Downhole oil well pump

An automatic gas operated downhole fluid pump having an elongated cylindrical chamber for receiving fluid and having a concentrically mounted cylindrical float which is connected to a valve having an actuator biased and retained in either an opened or closed position with an elongated control rod connected with the valve actuator and extending through a passageway through the cylindrical float with adjustable means to adjustably connect the control rod with the cylindrical float to apply force to the actuator only when it is desired to actuate the valve.

BACKGROUND OF THE INVENTION 
This invention relates generally to a downhole oil well pump and more 
particularly to a pump which is air-operated and actuated by the oil level 
in the well. 
It has been known before to provide a downhole oil well pump, which is 
air-operated and responsive to oil level in the well. An example of this 
is shown in U.S. Pat. No. 4,092,087, issued May 30, 1978. This device 
discloses a pumping mechanism using a valve 47 having a reciprocating 
valve member and locking means to retain the valve member in a closed 
position. The problem with this device is that the valve is expensive to 
manufacture and maintain which greatly increases the cost of the pump 
mechanism. It is very important that the valve mechanism be reliable since 
the pump is positioned in the well well below the surface. This requires 
that the valve operate continuously and reliably over a period of time 
without removal of the pump which increases the cost of pumping the well. 

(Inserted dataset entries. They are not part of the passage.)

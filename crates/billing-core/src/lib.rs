//! # billing-core
//!
//! The billing core of a usage-metered subscription platform: the subsystem that turns
//! plan/price definitions, subscription line items, recorded usage, and customer wallets
//! into finalized invoices with correct money movement.
//!
//! ## Components
//!
//! - [`money`] — exact decimal arithmetic and currency-aware rounding (C1).
//! - [`calendar`] — billing-cycle boundary math, calendar vs anniversary, DST-safe (C2).
//! - [`proration`] — credit/charge line-set for a mid-period subscription change (C3).
//! - [`coupon`] — coupon validation, cadence accounting, and application (C4).
//! - [`credit_note`] / [`wallet`] — refund and adjustment lifecycle, wallet top-ups (C5).
//! - [`subscription`] — line-item add/update/terminate, commitment validation (C6).
//! - [`invoice`] — the single writer of invoice money fields (C7).
//! - [`scheduled_export`] — interval→cron mapping, aligned backfill windows (C8).
//! - [`idempotency`] — deterministic hashing for at-most-once effects (C9).
//! - [`ports`] — the external interfaces this crate consumes: persistence, workflow
//!   scheduling, payment provider, webhook delivery, export object storage.
//! - [`service`] — explicit-dependency service facades composing the above per request.
//!
//! ## Architecture
//!
//! ```text
//! external caller -> service (C4/C5/C6/C8) -> repository reads
//!                  -> C1/C2/C3 pure computation
//!                  -> WithTx { repository writes, C7 recalculation }
//!                  -> post-commit webhook publish
//! ```
//!
//! Components never call each other directly; they are composed by the service layer,
//! which holds its dependencies as explicit constructor arguments rather than a shared
//! service-params bag (see `DESIGN.md`, REDESIGN FLAGS).

pub mod calendar;
pub mod coupon;
pub mod credit_note;
pub mod idempotency;
pub mod invoice;
pub mod money;
pub mod ports;
pub mod price;
pub mod proration;
pub mod repository;
pub mod scheduled_export;
pub mod service;
pub mod subscription;
pub mod wallet;

pub use billing_common::{
    CouponApplicationId, CouponId, CreditNoteId, CustomerId, EnvironmentId, InvoiceId,
    InvoiceLineItemId, MeterId, PriceId, ScheduledTaskId, SubscriptionId,
    SubscriptionLineItemId, TenantId, UserId, WalletId,
};
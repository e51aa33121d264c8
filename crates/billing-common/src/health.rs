//! Health check response.
//!
//! Ambient liveness surface reused as-is across the billing core; no HTTP framework is
//! wired to it here — exposing it over HTTP is the caller's concern (spec.md places the
//! HTTP/CLI framework out of scope for this crate).

use serde::Serialize;
use tracing::instrument;

/// Health check response.
#[derive(Debug, Clone, Serialize)]
pub struct HealthResponse {
    /// Service health status.
    pub status: String,
    /// Crate version from Cargo.toml.
    pub version: String,
}

impl HealthResponse {
    /// Create a new healthy response with the current crate version.
    pub fn healthy() -> Self {
        Self {
            status: "healthy".to_string(),
            version: env!("CARGO_PKG_VERSION").to_string(),
        }
    }

    /// Create a new healthy response with a custom version.
    pub fn healthy_with_version(version: impl Into<String>) -> Self {
        Self {
            status: "healthy".to_string(),
            version: version.into(),
        }
    }
}

impl Default for HealthResponse {
    fn default() -> Self {
        Self::healthy()
    }
}

/// Health check function returning a `HealthResponse`.
#[instrument(name = "health.check")]
pub fn health_check() -> HealthResponse {
    HealthResponse::healthy()
}
//! Idempotency keyer (C9): `key = H(scope || canonical_json(attributes))`.

use serde_json::Value;
use std::collections::BTreeMap;

/// Canonicalizes a JSON value: sorts object keys, drops nulls, and leaves number
/// formatting to `serde_json`'s own (stable) representation. `serde_json::Map` is
/// `BTreeMap`-backed by default, so plain `to_string` already yields sorted keys; this
/// function additionally strips nulls so two logically-equal attribute sets with
/// different optional fields hash identically.
pub fn canonical_json(value: &Value) -> Value {
    match value {
        Value::Object(map) => {
            let mut sorted: BTreeMap<String, Value> = BTreeMap::new();
            for (k, v) in map {
                if v.is_null() {
                    continue;
                }
                sorted.insert(k.clone(), canonical_json(v));
            }
            Value::Object(sorted.into_iter().collect())
        }
        Value::Array(items) => Value::Array(items.iter().map(canonical_json).collect()),
        other => other.clone(),
    }
}

/// Deterministic, collision-resistant idempotency key for `scope` and `attributes`.
/// Callers must use the same attribute set on both the generate and
/// retrieve-if-exists paths (spec §4.9).
pub fn idempotency_key(scope: &str, attributes: &Value) -> String {
    let canonical = canonical_json(attributes);
    let payload = format!("{}||{}", scope, canonical);
    blake3::hash(payload.as_bytes()).to_hex().to_string()
}

#[cfg(test)]
mod tests {
    use super::*;
    use serde_json::json;

    #[test]
    fn test_same_attributes_same_key() {
        let a = idempotency_key("credit_note", &json!({ "invoice_id": "inv_1", "reason": "x" }));
        let b = idempotency_key("credit_note", &json!({ "reason": "x", "invoice_id": "inv_1" }));
        assert_eq!(a, b);
    }

    #[test]
    fn test_null_fields_are_omitted() {
        let a = idempotency_key("credit_note", &json!({ "invoice_id": "inv_1", "reason": null }));
        let b = idempotency_key("credit_note", &json!({ "invoice_id": "inv_1" }));
        assert_eq!(a, b);
    }

    #[test]
    fn test_different_scope_different_key() {
        let a = idempotency_key("credit_note", &json!({ "id": "x" }));
        let b = idempotency_key("coupon_application", &json!({ "id": "x" }));
        assert_ne!(a, b);
    }

    #[test]
    fn test_key_is_128_bits_or_more() {
        let key = idempotency_key("scope", &json!({}));
        // blake3 hex output is 64 chars = 256 bits, well above the 128-bit floor.
        assert_eq!(key.len(), 64);
    }
}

The oil well pump of this invention is used in wells having what is 
considered marginal production. These wells normally would be shut in due 
to the cost and difficulty of pumping the small amounts in production 
which they are capable of producing. In order to make production from such 
wells justifiable, it is necessary that an inexpensive and reliable pump 
mechanism be provided which will be dependable in operation in which can 
operate for periods of time without much maintenance and inspection. 
SUMMARY OF THE INVENTION 
The invention relates to a downhole air operated oil well pump apparatus 
which may be positioned in a borehole in stages for sequentially pumping 
oil to the surface. The apparatus includes a lost-motion valve acuator and 
a toggle valve having a toggle member moveable between open and closed 
positions to selectively supply air to the pump when the oil reaches a 
predetermined level and to cut off the air supply when the oil drops to a 
second predetermined level due to pumping to the surface or the next 
stage. The apparatus may be connected in series for deep wells.

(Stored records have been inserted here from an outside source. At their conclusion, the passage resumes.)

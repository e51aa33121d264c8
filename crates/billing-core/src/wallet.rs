//! Customer wallets: the refund-side destination for finalized credit notes (C5).
//!
//! A wallet is scoped to `(customer, currency)`. Top-ups are idempotent by key so a
//! credit note's finalize transaction can safely retry without double-crediting (spec
//! §4.5: "tops it up by `total_amount` with `idempotency_key = credit_note.id`").

use crate::money::{Currency, Money};
use crate::{CustomerId, WalletId};
use billing_common::{BillingError, BillingResult};
use chrono::{DateTime, Utc};
use rust_decimal::Decimal;
use serde::{Deserialize, Serialize};
use std::collections::{HashMap, HashSet};
use std::sync::RwLock;

#[derive(Debug, Clone, Serialize, Deserialize)]
pub struct Wallet {
    pub id: WalletId,
    pub customer_id: CustomerId,
    pub currency: Currency,
    /// Conversion rate between wallet credits and invoice currency; 1 unless the wallet
    /// denominates credits differently from the customer's invoicing currency.
    pub conversion_rate: Decimal,
    pub balance: Decimal,
    pub active: bool,
    pub created_at: DateTime<Utc>,
    pub updated_at: DateTime<Utc>,
}

impl Wallet {
    pub fn new(customer_id: CustomerId, currency: Currency) -> Self {
        let now = Utc::now();
        Self {
            id: WalletId::new(),
            customer_id,
            currency,
            conversion_rate: Decimal::ONE,
            balance: Decimal::ZERO,
            active: true,
            created_at: now,
            updated_at: now,
        }
    }

    pub fn balance_money(&self) -> Money {
        Money::new(self.balance, self.currency)
    }

    pub fn has_sufficient_balance(&self, amount: &Money) -> bool {
        self.active && self.currency == amount.currency && self.balance >= amount.amount
    }
}

#[derive(Debug, Clone, Copy, PartialEq, Eq, Serialize, Deserialize)]
#[serde(rename_all = "snake_case")]
pub enum CreditTransactionType {
    TopUp,
    Consumption,
    Expiration,
    Adjustment,
}

#[derive(Debug, Clone, Serialize, Deserialize)]
pub struct CreditTransaction {
    pub id: uuid::Uuid,
    pub wallet_id: WalletId,
    pub transaction_type: CreditTransactionType,
    pub amount: Decimal,
    pub balance_after: Decimal,
    pub idempotency_key: Option<String>,
    pub reference: Option<String>,
    pub created_at: DateTime<Utc>,
}

/// In-process wallet ledger. A production deployment backs this with the repository
/// port (spec §6); this manager is the in-memory shape the service layer wraps, and
/// mirrors the concurrency-safety expectations of a transactional backing store.
pub struct WalletManager {
    wallets: RwLock<HashMap<(CustomerId, Currency), Wallet>>,
    transactions: RwLock<Vec<CreditTransaction>>,
    applied_idempotency_keys: RwLock<HashSet<String>>,
}

impl WalletManager {
    pub fn new() -> Self {
        Self {
            wallets: RwLock::new(HashMap::new()),
            transactions: RwLock::new(Vec::new()),
            applied_idempotency_keys: RwLock::new(HashSet::new()),
        }
    }

    pub fn get_or_create_wallet(&self, customer_id: CustomerId, currency: Currency) -> Wallet {
        let mut wallets = self.wallets.write().unwrap();
        wallets
            .entry((customer_id, currency))
            .or_insert_with(|| Wallet::new(customer_id, currency))
            .clone()
    }

    pub fn get_wallet(&self, customer_id: CustomerId, currency: Currency) -> Option<Wallet> {
        self.wallets.read().unwrap().get(&(customer_id, currency)).cloned()
    }

    /// Tops up the wallet by `amount`, idempotent on `idempotency_key`: a retry with the
    /// same key returns the wallet unchanged rather than crediting twice.
    pub fn top_up(
        &self,
        customer_id: CustomerId,
        currency: Currency,
        amount: Money,
        idempotency_key: &str,
    ) -> BillingResult<Wallet> {
        if amount.is_negative() || amount.is_zero() {
            return Err(BillingError::validation("invalid_amount", "top-up amount must be positive"));
        }

        {
            let applied = self.applied_idempotency_keys.read().unwrap();
            if applied.contains(idempotency_key) {
                return Ok(self
                    .get_wallet(customer_id, currency)
                    .unwrap_or_else(|| Wallet::new(customer_id, currency)));
            }
        }

        let mut wallets = self.wallets.write().unwrap();
        let wallet = wallets
            .entry((customer_id, currency))
            .or_insert_with(|| Wallet::new(customer_id, currency));

        wallet.balance += amount.amount;
        wallet.updated_at = Utc::now();
        let snapshot = wallet.clone();

        self.transactions.write().unwrap().push(CreditTransaction {
            id: uuid::Uuid::new_v4(),
            wallet_id: snapshot.id,
            transaction_type: CreditTransactionType::TopUp,
            amount: amount.amount,
            balance_after: snapshot.balance,
            idempotency_key: Some(idempotency_key.to_string()),
            reference: None,
            created_at: Utc::now(),
        });
        self.applied_idempotency_keys
            .write()
            .unwrap()
            .insert(idempotency_key.to_string());

        Ok(snapshot)
    }

    pub fn consume(
        &self,
        customer_id: CustomerId,
        currency: Currency,
        amount: Money,
        reference: Option<&str>,
    ) -> BillingResult<Wallet> {
        let mut wallets = self.wallets.write().unwrap();
        let wallet = wallets
            .get_mut(&(customer_id, currency))
            .ok_or_else(|| BillingError::not_found("wallet_not_found", "no wallet for this customer and currency"))?;

        if !wallet.has_sufficient_balance(&amount) {
            return Err(BillingError::invalid_operation(
                "insufficient_balance",
                "wallet balance is insufficient for this consumption",
            ));
        }

        wallet.balance -= amount.amount;
        wallet.updated_at = Utc::now();
        let snapshot = wallet.clone();

        self.transactions.write().unwrap().push(CreditTransaction {
            id: uuid::Uuid::new_v4(),
            wallet_id: snapshot.id,
            transaction_type: CreditTransactionType::Consumption,
            amount: -amount.amount,
            balance_after: snapshot.balance,
            idempotency_key: None,
            reference: reference.map(str::to_string),
            created_at: Utc::now(),
        });

        Ok(snapshot)
    }
}

impl Default for WalletManager {
    fn default() -> Self {
        Self::new()
    }
}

BRIEF DESCRIPTION OF THE PREFERRED EMBODIMENT 
Referring to FIG. 1 of the drawings, there is shown a pump system 10 having 
a plurality of pumping stages 11, 12, and 13 positioned in a tubing string 
14 extending into a producing formation 15. 
An oil flow line 16 is provided and extends from the surface S to the 
pumping stage 13. A second oil flow line 17 extends from the pumping stage 
13 to the second pumping stage 12. A third oil flow line 18 extends from 
the pumping stage 12 to the pumping stage 11. Additional oil flow lines 
and stages could be provided depending on the depth of the formation. An 
air supply line 19 extends from the surface S to the first stage 13. A tee 
20 in the air supply line 19 is connected to a line 21 which supplies air 
to the pumping stage 13. As will be apparent the air supply line 19 is 
connected to a suitable source of compressed air to power the pumps for 
pumping the oil between the various pumping stages and to the surface. 

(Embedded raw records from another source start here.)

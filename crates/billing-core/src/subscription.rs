//! Subscription and line-item lifecycle (C6).

use crate::calendar::{BillingCycle, BillingPeriod};
use crate::money::Currency;
use crate::price::PriceId;
use crate::{CustomerId, MeterId, SubscriptionId, SubscriptionLineItemId};
use billing_common::{BillingError, BillingResult};
use chrono::{DateTime, Utc};
use rust_decimal::Decimal;
use serde::{Deserialize, Serialize};

#[derive(Debug, Clone, Copy, PartialEq, Eq, Serialize, Deserialize)]
#[serde(rename_all = "snake_case")]
pub enum SubscriptionStatus {
    Trialing,
    Active,
    Paused,
    Cancelled,
}

#[derive(Debug, Clone, Serialize, Deserialize)]
pub struct Subscription {
    pub id: SubscriptionId,
    pub customer_id: CustomerId,
    pub currency: Currency,
    pub billing_period: BillingPeriod,
    pub billing_period_count: u32,
    pub billing_cycle: BillingCycle,
    pub billing_anchor: DateTime<Utc>,
    pub start_date: DateTime<Utc>,
    pub current_period_start: DateTime<Utc>,
    pub current_period_end: DateTime<Utc>,
    pub status: SubscriptionStatus,
    pub commitment_amount: Option<Decimal>,
    pub overage_factor: Option<Decimal>,
}

impl Subscription {
    /// `commitment` set ⇒ `overage_factor > 1` (spec §3, Subscription invariant).
    pub fn validate_invariants(&self) -> BillingResult<()> {
        if self.current_period_start >= self.current_period_end {
            return Err(BillingError::validation(
                "invalid_period",
                "current_period_start must precede current_period_end",
            ));
        }
        if self.commitment_amount.is_some() {
            match self.overage_factor {
                Some(factor) if factor > Decimal::ONE => {}
                _ => {
                    return Err(BillingError::validation(
                        "invalid_commitment",
                        "a commitment requires overage_factor > 1",
                    ))
                }
            }
        }
        Ok(())
    }
}

#[derive(Debug, Clone, Copy, PartialEq, Eq, Serialize, Deserialize)]
#[serde(rename_all = "snake_case")]
pub enum LineItemEntityType {
    Plan,
    Addon,
}

#[derive(Debug, Clone, Copy, PartialEq, Eq, Serialize, Deserialize)]
#[serde(rename_all = "snake_case")]
pub enum PriceType {
    Fixed,
    Usage,
}

#[derive(Debug, Clone, Copy, PartialEq, Eq, Serialize, Deserialize)]
#[serde(rename_all = "snake_case")]
pub enum LineItemStatus {
    Published,
    Deleted,
}

#[derive(Debug, Clone, Copy, PartialEq, Eq, Serialize, Deserialize)]
#[serde(rename_all = "snake_case")]
pub enum CommitmentType {
    Amount,
    Quantity,
}

#[derive(Debug, Clone, Serialize, Deserialize)]
pub struct CommitmentSpec {
    pub commitment_type: CommitmentType,
    pub commitment_amount: Option<Decimal>,
    pub commitment_quantity: Option<Decimal>,
    pub commitment_overage_factor: Decimal,
    pub commitment_true_up_enabled: bool,
    pub commitment_windowed: bool,
}

#[derive(Debug, Clone, Serialize, Deserialize)]
pub struct SubscriptionLineItem {
    pub id: SubscriptionLineItemId,
    pub subscription_id: SubscriptionId,
    pub entity_type: LineItemEntityType,
    pub entity_id: String,
    pub price_id: PriceId,
    pub price_type: PriceType,
    pub quantity: Decimal,
    pub currency: Currency,
    pub billing_period: BillingPeriod,
    pub start_date: DateTime<Utc>,
    pub end_date: Option<DateTime<Utc>>,
    pub status: LineItemStatus,
    pub meter_id: Option<MeterId>,
    pub commitment: Option<CommitmentSpec>,
}

impl SubscriptionLineItem {
    pub fn is_active(&self) -> bool {
        self.end_date.is_none() && self.status == LineItemStatus::Published
    }

    /// Terminates this line item at `effective_from`, returning the new line item a
    /// pricing-affecting update must materialize starting at that instant (spec §4.6).
    pub fn terminate(&mut self, effective_from: DateTime<Utc>) -> BillingResult<()> {
        if self.end_date.is_some() {
            return Err(BillingError::invalid_operation(
                "already_terminated",
                "line item has already been terminated",
            ));
        }
        if effective_from < self.start_date {
            return Err(BillingError::validation(
                "end_before_start",
                "end_date cannot precede start_date",
            ));
        }
        self.end_date = Some(effective_from);
        Ok(())
    }

    /// Materializes the successor line item for a pricing-affecting update: same
    /// identity fields, new id, `start_date` equal to the predecessor's `end_date`, and
    /// (if supplied) a subscription-scoped price override.
    pub fn materialize_successor(&self, new_price_id: PriceId, new_quantity: Decimal) -> BillingResult<Self> {
        let start_date = self
            .end_date
            .ok_or_else(|| BillingError::invalid_operation("not_terminated", "predecessor must be terminated first"))?;
        Ok(Self {
            id: SubscriptionLineItemId::new(),
            subscription_id: self.subscription_id,
            entity_type: self.entity_type,
            entity_id: self.entity_id.clone(),
            price_id: new_price_id,
            price_type: self.price_type,
            quantity: new_quantity,
            currency: self.currency,
            billing_period: self.billing_period,
            start_date,
            end_date: None,
            status: LineItemStatus::Published,
            meter_id: self.meter_id,
            commitment: self.commitment.clone(),
        })
    }
}

/// Validates the commitment rules from spec §4.6. `meter_has_bucket_size` tells the
/// validator whether the referenced meter declares a window (required for
/// `commitment_windowed`); it is a lookup result, not state stored on the line item.
pub fn validate_commitment(
    line_item: &SubscriptionLineItem,
    subscription_has_commitment: bool,
    meter_has_bucket_size: bool,
) -> BillingResult<()> {
    let Some(commitment) = &line_item.commitment else {
        return Ok(());
    };

    if line_item.price_type != PriceType::Usage {
        return Err(BillingError::validation(
            "commitment_requires_usage_price",
            "a commitment may only be set on a usage-priced line item",
        ));
    }

    let amount_set = commitment.commitment_amount.is_some();
    let quantity_set = commitment.commitment_quantity.is_some();
    if amount_set == quantity_set {
        return Err(BillingError::validation(
            "exactly_one_commitment_side",
            "exactly one of commitment_amount or commitment_quantity must be set",
        ));
    }

    if commitment.commitment_overage_factor <= Decimal::ONE {
        return Err(BillingError::validation(
            "invalid_overage_factor",
            "commitment_overage_factor must be greater than 1",
        ));
    }

    let side_matches_type = match commitment.commitment_type {
        CommitmentType::Amount => amount_set,
        CommitmentType::Quantity => quantity_set,
    };
    if !side_matches_type {
        return Err(BillingError::validation(
            "commitment_type_mismatch",
            "commitment_type does not agree with the side that is set",
        ));
    }

    if commitment.commitment_windowed && !meter_has_bucket_size {
        return Err(BillingError::validation(
            "windowed_commitment_requires_bucket_size",
            "a windowed commitment requires the meter to declare a bucket_size",
        ));
    }

    if subscription_has_commitment {
        return Err(BillingError::validation(
            "commitment_set_at_both_levels",
            "a subscription-level commitment and a line-item-level commitment are mutually exclusive",
        ));
    }

    Ok(())
}

#[cfg(test)]
mod tests {
    use super::*;
    use chrono::Duration;

    fn base_line_item() -> SubscriptionLineItem {
        SubscriptionLineItem {
            id: SubscriptionLineItemId::new(),
            subscription_id: SubscriptionId::new(),
            entity_type: LineItemEntityType::Plan,
            entity_id: "plan_1".to_string(),
            price_id: PriceId::new(),
            price_type: PriceType::Usage,
            quantity: Decimal::ONE,
            currency: Currency::USD,
            billing_period: BillingPeriod::Monthly,
            start_date: Utc::now() - Duration::days(10),
            end_date: None,
            status: LineItemStatus::Published,
            meter_id: Some(MeterId::new()),
            commitment: None,
        }
    }

    #[test]
    fn test_terminate_then_reterminate_fails() {
        let mut item = base_line_item();
        item.terminate(Utc::now()).unwrap();
        assert!(item.terminate(Utc::now()).is_err());
    }

    #[test]
    fn test_terminate_before_start_rejected() {
        let mut item = base_line_item();
        let result = item.terminate(item.start_date - Duration::days(1));
        assert!(result.is_err());
    }

    #[test]
    fn test_materialize_successor_starts_at_predecessor_end() {
        let mut item = base_line_item();
        let effective_from = Utc::now();
        item.terminate(effective_from).unwrap();
        let successor = item.materialize_successor(PriceId::new(), Decimal::from(5)).unwrap();
        assert_eq!(successor.start_date, effective_from);
        assert!(successor.is_active());
    }

    #[test]
    fn test_commitment_requires_usage_price() {
        let mut item = base_line_item();
        item.price_type = PriceType::Fixed;
        item.commitment = Some(CommitmentSpec {
            commitment_type: CommitmentType::Amount,
            commitment_amount: Some(Decimal::from(100)),
            commitment_quantity: None,
            commitment_overage_factor: Decimal::from(2),
            commitment_true_up_enabled: false,
            commitment_windowed: false,
        });
        assert!(validate_commitment(&item, false, false).is_err());
    }

    #[test]
    fn test_commitment_both_sides_set_is_violation() {
        let mut item = base_line_item();
        item.commitment = Some(CommitmentSpec {
            commitment_type: CommitmentType::Amount,
            commitment_amount: Some(Decimal::from(100)),
            commitment_quantity: Some(Decimal::from(10)),
            commitment_overage_factor: Decimal::from(2),
            commitment_true_up_enabled: false,
            commitment_windowed: false,
        });
        assert!(validate_commitment(&item, false, false).is_err());
    }

    #[test]
    fn test_commitment_requires_overage_factor_above_one() {
        let mut item = base_line_item();
        item.commitment = Some(CommitmentSpec {
            commitment_type: CommitmentType::Amount,
            commitment_amount: Some(Decimal::from(100)),
            commitment_quantity: None,
            commitment_overage_factor: Decimal::ONE,
            commitment_true_up_enabled: false,
            commitment_windowed: false,
        });
        assert!(validate_commitment(&item, false, false).is_err());
    }

    #[test]
    fn test_windowed_commitment_requires_meter_bucket_size() {
        let mut item = base_line_item();
        item.commitment = Some(CommitmentSpec {
            commitment_type: CommitmentType::Quantity,
            commitment_amount: None,
            commitment_quantity: Some(Decimal::from(10)),
            commitment_overage_factor: Decimal::from(2),
            commitment_true_up_enabled: false,
            commitment_windowed: true,
        });
        assert!(validate_commitment(&item, false, false).is_err());
        assert!(validate_commitment(&item, false, true).is_ok());
    }

    #[test]
    fn test_subscription_and_line_item_commitment_mutually_exclusive() {
        let mut item = base_line_item();
        item.commitment = Some(CommitmentSpec {
            commitment_type: CommitmentType::Quantity,
            commitment_amount: None,
            commitment_quantity: Some(Decimal::from(10)),
            commitment_overage_factor: Decimal::from(2),
            commitment_true_up_enabled: false,
            commitment_windowed: false,
        });
        assert!(validate_commitment(&item, true, false).is_err());
    }

    #[test]
    fn test_subscription_commitment_requires_overage_factor() {
        let subscription = Subscription {
            id: SubscriptionId::new(),
            customer_id: CustomerId::new(),
            currency: Currency::USD,
            billing_period: BillingPeriod::Monthly,
            billing_period_count: 1,
            billing_cycle: BillingCycle::Anniversary,
            billing_anchor: Utc::now(),
            start_date: Utc::now(),
            current_period_start: Utc::now(),
            current_period_end: Utc::now() + Duration::days(30),
            status: SubscriptionStatus::Active,
            commitment_amount: Some(Decimal::from(1000)),
            overage_factor: None,
        };
        assert!(subscription.validate_invariants().is_err());
    }
}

Another air supply line 22 is connected to the air supply line 19 and 
supplies air from the pumping stage 13 to the pumping stage 12. A tee 23 
is positioned in the air supply line 22 and is connected to an air supply 
line 24 which supplies air to the pumping stage 12. The air supply line 22 
is connected to an air supply line 25 which extends from the pumping stage 
12 to the pumping stage 11. These pumping stages could generally be 
positioned at three hundred (300) to four hundred (400) feet intervals as 
is required to pump oil from the well depending on the depth of the 
formation. 
The pumping stage 13 includes an air exhaust line 25 which allows oil to 
fill the stage and lets air out of the stage. The pumping stage 12 
likewise includes an air exhaust line 26 which functions similarly. The 
pumping stage 11 includes an air exhaust line 27 which has its upper end 
28 extending above the upper surface 15(a) of the producing formation 15. 
Each of the pumping stages is identical so a detailed description is 
provided of only one stage. Referring to FIG. 2 of the drawing, there is 
shown a pumping stage 29. Each stage includes a generally cylindrical 
housing 30 having an upper cap member 31 and a lower cap member 32. The 
cap members are designed for interconnecting the stages and for connecting 
air supply or exhaust lines and the oil producing lines. 
The upper cap member 31 is sealingly secured to the housing as is the lower 
cap member 32 which defines a chamber 33. The chamber 33 receives oil from 
the formation in the case of the lower pumping stage or from the adjacent 
lower pumping stage in the case of the pumping stages positioned above the 
lower pumping stage. Positioned in the chamber 33 is an oil exhaust line 
34 which is off-set from the center as best shown in FIGS. 3 and 4. A 
transverse channel 35 in the upper cap member connects the oil exhaust 
line 35 to a second oil exhaust line 36 which extends upwardly from each 
pumping stage. The transverse channel is formed by boring a hole into the 
cap member to connect the oil producing lines 34 and 36. A plug 37 is 
provided to close off the channel from the exterior of the cap mwmber. As 
will be apparent, the cap member is secured in the cylindrical housing 30 
with a plurality of set screws 38, 39, 40, 41, and 42 as shown in FIGS. 3 
and 4. An O-ring is provided to provide a seal between the cap member and 
the housing. 
As shown in FIG. 2(a), an air supply line 44 from the surface is connected 
to the cap member 31. A channel 45 extends through the cap member to 
communicate with the air supply line 44 and an air supply line 46 which 
extends through the chamber 33 to the lower cap member where it may be 
connected to the next stage. 
Air is supplied to the stage 29 through air supply line 47 as shown in FIG. 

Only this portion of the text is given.